Growing the ‘Crimson Prince’ Japanese Maple
Size and Appearance
The ‘Crimson Prince’ Japanese Maple is a medium-sized deciduous tree with an upright trunk, radiating branches, and a dense, upright crown that is round to oval, staying branched close to the ground if you don’t prune it up. It is relatively fast-growing, among the fastest of all the Japanese maples, reaching 15 feet within 10 years, under good growing conditions. The young stems are smooth, glossy and dark red – so dark they are almost black. Older stems become rugged and rougher, turning dark purplish-brown. The dark color gives a striking winter effect.

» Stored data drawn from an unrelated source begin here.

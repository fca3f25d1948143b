pub mod debug;

pub mod engine;

pub mod error;

pub mod ledger;

pub mod persist;

pub mod pool;

pub mod roll;

pub mod sampler;

pub mod store;

pub use engine::{
    ClickAction,
    EngineSnapshot,
    GachaEngine,
    InventoryRow,
};
pub use error::GachaError;
pub use pool::{
    HttpPoolSource,
    Pool,
    PoolItem,
    PoolSource,
    Rarity,
};
pub use roll::{
    RollOutcome,
    SkipHandle,
};
pub use sampler::WeightTable;
pub use store::{
    InMemorySaveStore,
    SaveStore,
    SledSaveStore,
};
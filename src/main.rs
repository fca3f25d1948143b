use clap::Parser;
use color_eyre::eyre::Result;
use fruit_gacha::{
    GachaEngine,
    HttpPoolSource,
    SledSaveStore,
};
use std::path::PathBuf;
use tracing_appender::rolling;
use tracing_subscriber::{
    EnvFilter,
    fmt,
};
use url::Url;

mod ui;

const DEFAULT_POOL_URL: &str = "https://bfscraper.app.abledtaha.online/info";
const DEFAULT_DATA_DIR: &str = "gacha_data";

#[derive(Parser, Debug)]
#[command(version, about, long_about = None)]
struct Args {
    /// Endpoint serving the reward pool.
    #[arg(long)]
    pool_url: Option<Url>,

    /// Directory for the sled save database.
    #[arg(long)]
    data_dir: Option<PathBuf>,

    /// Draws per roll (clamped to 1..=10000).
    #[arg(long, default_value = "1")]
    roll_count: u32,

    /// Start with the debug pane enabled (a persisted flag wins).
    #[arg(long)]
    debug: bool,

    #[arg(short, long, default_value = "false")]
    tracing: bool,
}

fn init_tracing() -> tracing_appender::non_blocking::WorkerGuard {
    // The terminal belongs to the TUI, so logs go to a rolling file.
    let file_appender = rolling::daily("logs", "fruit-gacha.log");
    let (writer, guard) = tracing_appender::non_blocking(file_appender);
    fmt()
        .with_env_filter(EnvFilter::from_default_env())
        .with_writer(writer)
        .with_ansi(false)
        .init();
    guard
}

#[tokio::main(flavor = "current_thread")]
async fn main() -> Result<()> {
    color_eyre::install()?;
    let args = Args::parse();
    let _guard = args.tracing.then(init_tracing);

    let pool_url = match args.pool_url {
        Some(url) => url,
        None => Url::parse(DEFAULT_POOL_URL)?,
    };
    let data_dir = args
        .data_dir
        .unwrap_or_else(|| PathBuf::from(DEFAULT_DATA_DIR));

    let store = SledSaveStore::open(&data_dir)?;
    let source = HttpPoolSource::new(pool_url);
    let debug_override = args.debug.then_some(true);
    let engine = GachaEngine::new(&source, store, debug_override).await?;

    ui::run_app(engine, args.roll_count).await
}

The leaves are up to 5 inches long and wide, divided into 5 or 7 long, narrow lobes which reach right to the base of the leaf. Each lobe is edged in many tiny serrations, with a pronounced vein down the center. Spring color is deep red, more red and not as dark as ‘Bloodgood’, making a spectacular feature in any garden. It also stays red through summer, except in the hottest regions. Even there it keeps its color much longer, and you can expect it to be mid-August before it becomes more bronzy and then a dark reddish-green if you have hot summers. Then, in early fall, as soon as the nights begin to cool, they turn a wonderful, striking scarlet, a fabulous effect you are going to love. Older trees develop clusters of small maple keys, which are deep red, appearing as if by magic as soon as the leaves fall, and brightening the tree through much of the winter.
Using the ‘Crimson Prince’ Japanese Maple in Your Garden
As a specimen tree – on a lawn or in beds – for a smaller garden, the ‘Crimson Prince’ Japanese Maple can’t be beaten. It can be grown beside your house or out on the lawn, along a drive or as a focal-point across the garden. With its dense growth it would make a spectacular screen along a boundary or fence. It can be grown in planter boxes and tubs as well, in zones 6 onwards.
This tree is fully cold-resistant in zone 5, and will also grow in most of zone 4 with minimal or no winter damage. It grows all through warmer zones, preferring damper summers, and being more difficult to grow in areas with very hot, dry summers. It would probably grow even in zone 9, but there can be some issues with lack of winter cold when growing most Japanese maples in that zone. We recommend varieties like the coral-bark Japanese maple, ‘Sango-kaku’, for zone 9.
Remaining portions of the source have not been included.